Britain

Visiting Lichfield: Dr Johnson’s birthplace

For someone so closely associated with London, the fact that references to Samuel Johnson abound in Lichfield – a city some 20 miles from Birmingham – may come as somewhat of a surprise.

From a community hospital taking his name to a statue in the market square and a mural nearby, the man best known for publishing the first complete dictionary in 1755 seems to follow visitors around this city in the Midlands.

“Why, Sir, you find no man, at all intellectual, who is willing to leave London,” Johnson once said. “No, Sir, when a man is tired of London, he is tired of life; for there is in London all that life can afford.”

But for the early part of his life Johnson was based in the Midlands. In Lichfield’s main market square, the Samuel Johnson Birthplace museum is housed in the very building where, on 18th September 1709, the  writer was born. His father, Michael, was a bookseller and had moved into the newly-built five storey building the year before Samuel was born.

Samuel Johnson Birthplace museum

On the ground floor – now a secondhand bookshop and entrance to the museum – was the Johnson family bookshop. The room behind was the parlour and had a door to Breadmarket Street, providing a separate domestic entrance for the building. And next to that was Michael’s workroom where he bound books and pamphlets for his customers. In here you can see a counter chair and cash box which was believed to have been used in the bookshop.

In the basement was the simple kitchen where nine-year Johnson is depicted sitting besides the fire on his father’s chair reading a copy of Hamlet by Shakespeare, an author he would remain interested in through his life. In 1765 Johnson edited a complete edition of Shakespeare’s works. Living surrounded by so many books clearly had an enormous influence on the young Johnson.

The upper floors, which were bedrooms, now house a series of displays about Johnson’s life. On the first floor, you can can see the very room where he was born and find out more about his early life in the Midlands. After attending Lichfield Grammar School, he went to Pembroke College in Oxford but left during his second year as his parents couldn’t afford the fees.

Johnson moved to Birmingham where he established himself as a writer and also met Elizabeth Porter, who he married in 1735. The couple set up a school – Edial Hall in Lichfield – but it closed after just 18 months due to a lack of students and they left behind a string of debts.

London then came calling for Johnson, who was later joined in the capital by his wife. He travelled south at the age of 27 with friend his David Garrick, who had been one of the few pupils that did attend Edial Hall and would go on to be the most celebrated actor of his age. The pair are said to have shared a horse for their journey down to London to save money – alternating who walked and who rode on horseback.

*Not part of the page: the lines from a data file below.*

//! End-to-end pipeline tests over the in-memory bus
//!
//! Wires the real publisher, ingest stage, and graph stage together and
//! drives them only through topic payloads - the same surface separate
//! processes would use against a broker.

#[cfg(test)]
mod pipeline_roundtrip_tests {
    use invoiceflow::bus::{InMemoryBus, MessageBus};
    use invoiceflow::pipeline::{
        ConflictPolicy, FileFormat, FileTask, GraphStage, HtmlChartRenderer, IngestStage,
        InvoiceStore, NullRenderer, TaskPublisher,
    };
    use std::io::Write;
    use std::path::PathBuf;
    use std::sync::Arc;
    use std::time::Duration;
    use tempfile::TempDir;

    // Four invoices in 2009-01 from four distinct customers; totals sum to
    // the worked-example figure 8198.79
    const JSON_FIXTURE: &str = r#"[
        {"InvoiceId": 1, "CustomerId": 2, "InvoiceDate": "2009-01-01 00:00:00",
         "BillingAddress": "Theodor-Heuss-Strasse 34", "BillingCity": "Stuttgart",
         "BillingState": null, "BillingCountry": "Germany",
         "BillingPostalCode": "70174", "Total": 1709.43},
        {"InvoiceId": 2, "CustomerId": 4, "InvoiceDate": "2009-01-02 00:00:00",
         "BillingAddress": "Ullevalsveien 14", "BillingCity": "Oslo",
         "BillingState": null, "BillingCountry": "Norway",
         "BillingPostalCode": "0171", "Total": 2324.25},
        {"InvoiceId": 3, "CustomerId": 8, "InvoiceDate": "2009-01-03 00:00:00",
         "BillingAddress": "Gretrystraat 63", "BillingCity": "Brussels",
         "BillingState": null, "BillingCountry": "Belgium",
         "BillingPostalCode": "1000", "Total": 1863.52},
        {"InvoiceId": 4, "CustomerId": 14, "InvoiceDate": "2009-01-06 00:00:00",
         "BillingAddress": "8210 111 ST NW", "BillingCity": "Edmonton",
         "BillingState": "AB", "BillingCountry": "Canada",
         "BillingPostalCode": "T6G 2C7", "Total": 2301.59}
    ]"#;

    // Four more invoices, 2009-02, fresh uniqueness keys
    const CSV_FIXTURE: &str = "\
InvoiceId,CustomerId,InvoiceDate,BillingAddress,BillingCity,BillingState,BillingCountry,BillingPostalCode,Total
5,2,2009-02-01 00:00:00,Theodor-Heuss-Strasse 34,Stuttgart,,Germany,70174,100.00
6,4,2009-02-03 00:00:00,Ullevalsveien 14,Oslo,,Norway,0171,50.50
7,23,2009-02-06 00:00:00,69 Salem Street,Boston,MA,USA,2113,25.25
8,37,2009-02-09 00:00:00,Berger Strasse 10,Frankfurt,,Germany,60316,10.00
";

    struct Harness {
        dir: TempDir,
        bus: Arc<dyn MessageBus>,
        store: InvoiceStore,
        renderer: Arc<NullRenderer>,
        publisher: TaskPublisher,
    }

    impl Harness {
        async fn start() -> Self {
            let dir = TempDir::new().unwrap();
            let db_path = dir.path().join("invoices.db");

            let bus: Arc<dyn MessageBus> = Arc::new(InMemoryBus::new(64));
            let renderer = Arc::new(NullRenderer::new());

            let graph = GraphStage::new(
                bus.clone(),
                InvoiceStore::new(&db_path, ConflictPolicy::Ignore).unwrap(),
                renderer.clone(),
                "database_to_graph",
            );
            tokio::spawn(graph.run());

            let ingest = IngestStage::new(
                bus.clone(),
                InvoiceStore::new(&db_path, ConflictPolicy::Ignore).unwrap(),
                "files_to_database",
                "database_to_graph",
            );
            tokio::spawn(ingest.run());

            let publisher = TaskPublisher::new(bus.clone(), "files_to_database");
            publisher.declare().await.unwrap();

            Self {
                store: InvoiceStore::new(&db_path, ConflictPolicy::Ignore).unwrap(),
                dir,
                bus,
                renderer,
                publisher,
            }
        }

        fn fixture(&self, name: &str, content: &str) -> PathBuf {
            let path = self.dir.path().join(name);
            let mut file = std::fs::File::create(&path).unwrap();
            file.write_all(content.as_bytes()).unwrap();
            path
        }

        async fn wait_for_renders(&self, n: usize) {
            for _ in 0..100 {
                if self.renderer.calls().len() >= n {
                    return;
                }
                tokio::time::sleep(Duration::from_millis(20)).await;
            }
            panic!(
                "expected {} render calls, saw {}",
                n,
                self.renderer.calls().len()
            );
        }
    }

    #[tokio::test]
    async fn test_json_and_csv_round_trip_into_one_table() {
        let h = Harness::start().await;
        let json_path = h.fixture("invoices_2009.json", JSON_FIXTURE);
        let csv_path = h.fixture("invoices_2009b.csv", CSV_FIXTURE);

        h.publisher
            .publish(&FileTask::new(
                json_path.to_str().unwrap(),
                FileFormat::Json,
                "invoices",
            ))
            .await
            .unwrap();
        h.publisher
            .publish(&FileTask::new(
                csv_path.to_str().unwrap(),
                FileFormat::Csv,
                "invoices",
            ))
            .await
            .unwrap();

        // One render per ingested file; the second sees both months
        h.wait_for_renders(2).await;

        assert_eq!(h.store.count("invoices").unwrap(), 8);

        let calls = h.renderer.calls();
        let series = &calls[1].1;
        assert_eq!(calls[1].0, "invoices");
        assert_eq!(series.len(), 2);

        assert_eq!(series[0].period, "2009-01");
        assert_eq!(series[0].distinct_customers, 4);
        assert!((series[0].total_amount - 8198.79).abs() < 1e-6);

        assert_eq!(series[1].period, "2009-02");
        assert_eq!(series[1].distinct_customers, 4);
        assert!((series[1].total_amount - 185.75).abs() < 1e-6);
    }

    #[tokio::test]
    async fn test_format_equivalence_across_tables() {
        // The same four logical rows through both codecs end up as the same
        // row set, modulo source column ordering
        let h = Harness::start().await;

        let json_rows: Vec<invoiceflow::pipeline::InvoiceRow> =
            serde_json::from_str(JSON_FIXTURE).unwrap();
        let mut csv_content = String::from(
            "InvoiceId,CustomerId,InvoiceDate,BillingAddress,BillingCity,BillingState,BillingCountry,BillingPostalCode,Total\n",
        );
        for row in &json_rows {
            csv_content.push_str(&format!(
                "{},{},{},\"{}\",{},{},{},{},{}\n",
                row.invoice_id,
                row.customer_id,
                row.invoice_date,
                row.billing_address.as_deref().unwrap_or(""),
                row.billing_city.as_deref().unwrap_or(""),
                row.billing_state.as_deref().unwrap_or(""),
                row.billing_country.as_deref().unwrap_or(""),
                row.billing_postal_code.as_deref().unwrap_or(""),
                row.total,
            ));
        }

        let json_path = h.fixture("same.json", JSON_FIXTURE);
        let csv_path = h.fixture("same.csv", &csv_content);

        h.publisher
            .publish(&FileTask::new(
                json_path.to_str().unwrap(),
                FileFormat::Json,
                "from_json",
            ))
            .await
            .unwrap();
        h.publisher
            .publish(&FileTask::new(
                csv_path.to_str().unwrap(),
                FileFormat::Csv,
                "from_csv",
            ))
            .await
            .unwrap();

        h.wait_for_renders(2).await;

        let from_json = h.store.fetch_rows("from_json").unwrap();
        let from_csv = h.store.fetch_rows("from_csv").unwrap();
        assert_eq!(from_json.len(), 4);
        assert_eq!(from_json, from_csv);
    }

    #[tokio::test]
    async fn test_bad_task_between_good_ones_changes_nothing() {
        let h = Harness::start().await;
        let json_path = h.fixture("invoices_2009.json", JSON_FIXTURE);

        h.publisher
            .publish(&FileTask::new(
                json_path.to_str().unwrap(),
                FileFormat::Json,
                "invoices",
            ))
            .await
            .unwrap();
        h.wait_for_renders(1).await;
        assert_eq!(h.store.count("invoices").unwrap(), 4);

        // Declared CSV over JSON content: parse failure, dropped in-stage
        h.publisher
            .publish(&FileTask::new(
                json_path.to_str().unwrap(),
                FileFormat::Csv,
                "invoices",
            ))
            .await
            .unwrap();
        // Raw garbage straight onto the topic: decode failure
        h.bus
            .publish("files_to_database", b"not a task".to_vec())
            .await
            .unwrap();

        // Re-publish the good task to prove the stage is still alive
        h.publisher
            .publish(&FileTask::new(
                json_path.to_str().unwrap(),
                FileFormat::Json,
                "invoices",
            ))
            .await
            .unwrap();
        h.wait_for_renders(2).await;

        // Bad tasks produced no notice and no rows; the re-ingest was
        // absorbed by the uniqueness key
        assert_eq!(h.renderer.calls().len(), 2);
        assert_eq!(h.store.count("invoices").unwrap(), 4);
    }

    #[tokio::test]
    async fn test_stages_started_after_publish_still_consume() {
        // Producer publishes into declared topics before either consumer
        // stage exists - startup order must not lose the first message
        let dir = TempDir::new().unwrap();
        let db_path = dir.path().join("invoices.db");

        let json_path = dir.path().join("invoices.json");
        std::fs::write(&json_path, JSON_FIXTURE).unwrap();

        let bus: Arc<dyn MessageBus> = Arc::new(InMemoryBus::new(64));
        let publisher = TaskPublisher::new(bus.clone(), "files_to_database");
        publisher.declare().await.unwrap();
        publisher
            .publish(&FileTask::new(
                json_path.to_str().unwrap(),
                FileFormat::Json,
                "invoices",
            ))
            .await
            .unwrap();

        let renderer = Arc::new(NullRenderer::new());
        let graph = GraphStage::new(
            bus.clone(),
            InvoiceStore::new(&db_path, ConflictPolicy::Ignore).unwrap(),
            renderer.clone(),
            "database_to_graph",
        );
        tokio::spawn(graph.run());

        let ingest = IngestStage::new(
            bus.clone(),
            InvoiceStore::new(&db_path, ConflictPolicy::Ignore).unwrap(),
            "files_to_database",
            "database_to_graph",
        );
        tokio::spawn(ingest.run());

        for _ in 0..100 {
            if renderer.calls().len() >= 1 {
                break;
            }
            tokio::time::sleep(Duration::from_millis(20)).await;
        }

        let store = InvoiceStore::new(&db_path, ConflictPolicy::Ignore).unwrap();
        assert_eq!(store.count("invoices").unwrap(), 4);
        assert_eq!(renderer.calls().len(), 1);
    }

    #[tokio::test]
    async fn test_chart_document_lands_on_disk() {
        // Same wiring with the real renderer: the output artifact exists
        // and carries both series
        let dir = TempDir::new().unwrap();
        let db_path = dir.path().join("invoices.db");
        let chart_path = dir.path().join("out/figure.html");

        let json_path = dir.path().join("invoices.json");
        std::fs::write(&json_path, JSON_FIXTURE).unwrap();

        let bus: Arc<dyn MessageBus> = Arc::new(InMemoryBus::new(64));
        let graph = GraphStage::new(
            bus.clone(),
            InvoiceStore::new(&db_path, ConflictPolicy::Ignore).unwrap(),
            Arc::new(HtmlChartRenderer::new(&chart_path)),
            "database_to_graph",
        );
        tokio::spawn(graph.run());

        let ingest = IngestStage::new(
            bus.clone(),
            InvoiceStore::new(&db_path, ConflictPolicy::Ignore).unwrap(),
            "files_to_database",
            "database_to_graph",
        );
        tokio::spawn(ingest.run());

        let publisher = TaskPublisher::new(bus.clone(), "files_to_database");
        publisher.declare().await.unwrap();
        publisher
            .publish(&FileTask::new(
                json_path.to_str().unwrap(),
                FileFormat::Json,
                "invoices",
            ))
            .await
            .unwrap();

        for _ in 0..100 {
            if chart_path.is_file() {
                break;
            }
            tokio::time::sleep(Duration::from_millis(20)).await;
        }

        let html = std::fs::read_to_string(&chart_path).unwrap();
        assert!(html.contains("Totals per Month"));
        assert!(html.contains("2009-01"));
    }
}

Johnson picked up a variety of writing assignments, including commissions for the Gentleman’s Magazine. But the work didn’t pay particularly well and he and his wife struggled to make ends meet. In 1746 Johnson started work on his Dictionary, which he initially expected to take three years but in the end it took nine years to compile the 42,733 entries from his attic room at Gough Square, Fleet Street (now Dr Johnson’s House museum).

Working on A Dictionary of the English Language helped to make Johnson famous, but it still didn’t make him wealthy. In 1762 he was awarded a pension by king George III, which gave him the means to develop into a something of a celebrity. Johnson would go on to travel widely – including the Western Isles of Scotland with James Boswell in 1773 – and regularly spoke to the great and the good in exclusive gentlemens’ clubs.

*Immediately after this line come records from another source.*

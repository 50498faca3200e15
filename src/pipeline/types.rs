//! Core data structures and the file-task wire codec

use serde::{Deserialize, Serialize};

/// Input file format, a closed set.
///
/// Dispatch is an exhaustive match on the wire tag; adding a format is a
/// compile-time-visible change, not a new substring check.
#[derive(Debug, Clone, Copy, PartialEq, Eq)]
pub enum FileFormat {
    Csv,
    Json,
}

impl FileFormat {
    /// Parse the fixed uppercase wire tag (`CSV` / `JSON`).
    pub fn from_tag(tag: &str) -> Option<Self> {
        match tag {
            "CSV" => Some(FileFormat::Csv),
            "JSON" => Some(FileFormat::Json),
            _ => None,
        }
    }

    pub fn as_tag(&self) -> &'static str {
        match self {
            FileFormat::Csv => "CSV",
            FileFormat::Json => "JSON",
        }
    }

    /// File extension the tag corresponds to, for manifest validation.
    pub fn extension(&self) -> &'static str {
        match self {
            FileFormat::Csv => "csv",
            FileFormat::Json => "json",
        }
    }
}

#[derive(Debug)]
pub enum TaskDecodeError {
    Utf8(std::str::Utf8Error),
    /// Payload did not split into exactly three fields
    FieldCount(usize),
    UnknownFormat(String),
}

impl std::fmt::Display for TaskDecodeError {
    fn fmt(&self, f: &mut std::fmt::Formatter<'_>) -> std::fmt::Result {
        match self {
            TaskDecodeError::Utf8(e) => write!(f, "Task payload is not UTF-8: {}", e),
            TaskDecodeError::FieldCount(n) => {
                write!(f, "Task payload has {} fields, expected 3", n)
            }
            TaskDecodeError::UnknownFormat(t) => write!(f, "Unknown format tag: {}", t),
        }
    }
}

impl std::error::Error for TaskDecodeError {}

impl From<std::str::Utf8Error> for TaskDecodeError {
    fn from(err: std::str::Utf8Error) -> Self {
        TaskDecodeError::Utf8(err)
    }
}

/// A file-ingest task traveling over the file-tasks topic.
///
/// Wire form is flat text, single-space separated:
/// `<normalized-file-path> <FORMAT> <table-name>` as UTF-8 bytes. Paths with
/// embedded spaces are not representable; producers normalize paths first.
#[derive(Debug, Clone, PartialEq)]
pub struct FileTask {
    pub path: String,
    pub format: FileFormat,
    pub table: String,
}

impl FileTask {
    pub fn new(path: impl Into<String>, format: FileFormat, table: impl Into<String>) -> Self {
        Self {
            path: path.into(),
            format,
            table: table.into(),
        }
    }

    pub fn encode(&self) -> Vec<u8> {
        format!("{} {} {}", self.path, self.format.as_tag(), self.table).into_bytes()
    }

    /// Strict decode: exactly three fields and a known format tag, or the
    /// message is rejected whole.
    pub fn decode(payload: &[u8]) -> Result<Self, TaskDecodeError> {
        let text = std::str::from_utf8(payload)?;
        let fields: Vec<&str> = text.split(' ').collect();
        if fields.len() != 3 {
            return Err(TaskDecodeError::FieldCount(fields.len()));
        }

        let format = FileFormat::from_tag(fields[1])
            .ok_or_else(|| TaskDecodeError::UnknownFormat(fields[1].to_string()))?;

        Ok(Self {
            path: fields[0].to_string(),
            format,
            table: fields[2].to_string(),
        })
    }
}

/// One invoice record in the fixed 9-column canonical order.
///
/// Address fields are nullable; JSON sources carry explicit nulls and CSV
/// sources leave the field empty. `invoice_date` stays text in a sortable
/// lexical form (`YYYY-MM-DD` or `YYYY-MM-DD HH:MM:SS`).
#[derive(Debug, Clone, PartialEq, Serialize, Deserialize)]
#[serde(rename_all = "PascalCase")]
pub struct InvoiceRow {
    pub invoice_id: i64,
    pub customer_id: i64,
    pub invoice_date: String,
    pub billing_address: Option<String>,
    pub billing_city: Option<String>,
    pub billing_state: Option<String>,
    pub billing_country: Option<String>,
    pub billing_postal_code: Option<String>,
    pub total: f64,
}

/// The three columns aggregation reads back from the store.
#[derive(Debug, Clone, PartialEq)]
pub struct InvoiceFact {
    pub customer_id: i64,
    pub invoice_date: String,
    pub total: f64,
}

/// Per-month summary row, derived on every aggregation pass, never persisted.
#[derive(Debug, Clone, PartialEq, Serialize)]
pub struct AggregateRow {
    /// Year-month period key, `YYYY-MM`
    pub period: String,
    /// Customers seen at least once in the period
    pub distinct_customers: i64,
    /// Revenue over every invoice in the period, duplicates included
    pub total_amount: f64,
}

Back in Lichfield, the house where Johnson was born remained a bookshop until the 19th century before it saw a variety of other uses, including that of a dental surgery and coffee shop. James Henry Johnson (no relation to Samuel) left it to the city council in 1900 to buy for a nominal amount of £250 and the following year it opened as a museum.

Just a few minutes walk from the Samuel Johnson Birthplace museum is Stowe Pool, an expanse of water which was regularly visited by the writer. On the north side is Johnson’s Willow – a tree first planted in the 18th century which acquired the ‘Johnson’s’ preface because of the interest he showed in it whenever he returned to Lichfield in later life.

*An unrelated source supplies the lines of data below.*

//! Runtime configuration from environment variables

use std::env;

use crate::pipeline::store::ConflictPolicy;

/// Configuration for the pipeline runtime
///
/// Loaded from environment variables with sensible defaults. Topic names,
/// table names and the storage location are configuration, not protocol -
/// any value works as long as producer and consumers agree.
#[derive(Debug, Clone)]
pub struct Config {
    /// Path to the SQLite database file
    pub db_path: String,

    /// Topic carrying file-ingest tasks (producer -> ingest stage)
    pub file_tasks_topic: String,

    /// Topic carrying table-ready notices (ingest stage -> graph stage)
    pub table_ready_topic: String,

    /// Where the rendered chart document is written
    pub chart_output_path: String,

    /// Row conflict handling, fixed once per deployment
    pub conflict_policy: ConflictPolicy,

    /// Per-topic channel buffer size (messages)
    pub channel_buffer: usize,

    /// Pause between published tasks in milliseconds (0 = no pacing)
    pub publish_delay_ms: u64,
}

impl Config {
    /// Load configuration from environment variables
    ///
    /// Environment variables:
    /// - `INVOICEFLOW_DB_PATH` (default: data/invoices.db)
    /// - `FILE_TASKS_TOPIC` (default: files_to_database)
    /// - `TABLE_READY_TOPIC` (default: database_to_graph)
    /// - `CHART_OUTPUT_PATH` (default: data/figure.html)
    /// - `CONFLICT_POLICY` (`ignore` or `replace`, default: ignore)
    /// - `TOPIC_CHANNEL_BUFFER` (default: 1000)
    /// - `PUBLISH_DELAY_MS` (default: 0)
    pub fn from_env() -> Self {
        Self {
            db_path: env::var("INVOICEFLOW_DB_PATH")
                .unwrap_or_else(|_| "data/invoices.db".to_string()),

            file_tasks_topic: env::var("FILE_TASKS_TOPIC")
                .unwrap_or_else(|_| "files_to_database".to_string()),

            table_ready_topic: env::var("TABLE_READY_TOPIC")
                .unwrap_or_else(|_| "database_to_graph".to_string()),

            chart_output_path: env::var("CHART_OUTPUT_PATH")
                .unwrap_or_else(|_| "data/figure.html".to_string()),

            conflict_policy: env::var("CONFLICT_POLICY")
                .ok()
                .and_then(|s| ConflictPolicy::from_str(&s))
                .unwrap_or(ConflictPolicy::Ignore),

            channel_buffer: env::var("TOPIC_CHANNEL_BUFFER")
                .ok()
                .and_then(|s| s.parse().ok())
                .unwrap_or(1_000),

            publish_delay_ms: env::var("PUBLISH_DELAY_MS")
                .ok()
                .and_then(|s| s.parse().ok())
                .unwrap_or(0),
        }
    }
}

The current tree (the fourth Willow here) was planted in 1959 to coincide with the 250th anniversary of Johnson’s birth. For the writer the spot on the north side of Stowe Poole had another reason for being important as nearby was his father’s parchment factory – a lost building commemorated in the street name, The Parchments. Johnson died on 13th December 1784 and was buried, near to David Garrick, in Westminster Abbey. But the writer won’t be forgotten in Lichfield anytime soon.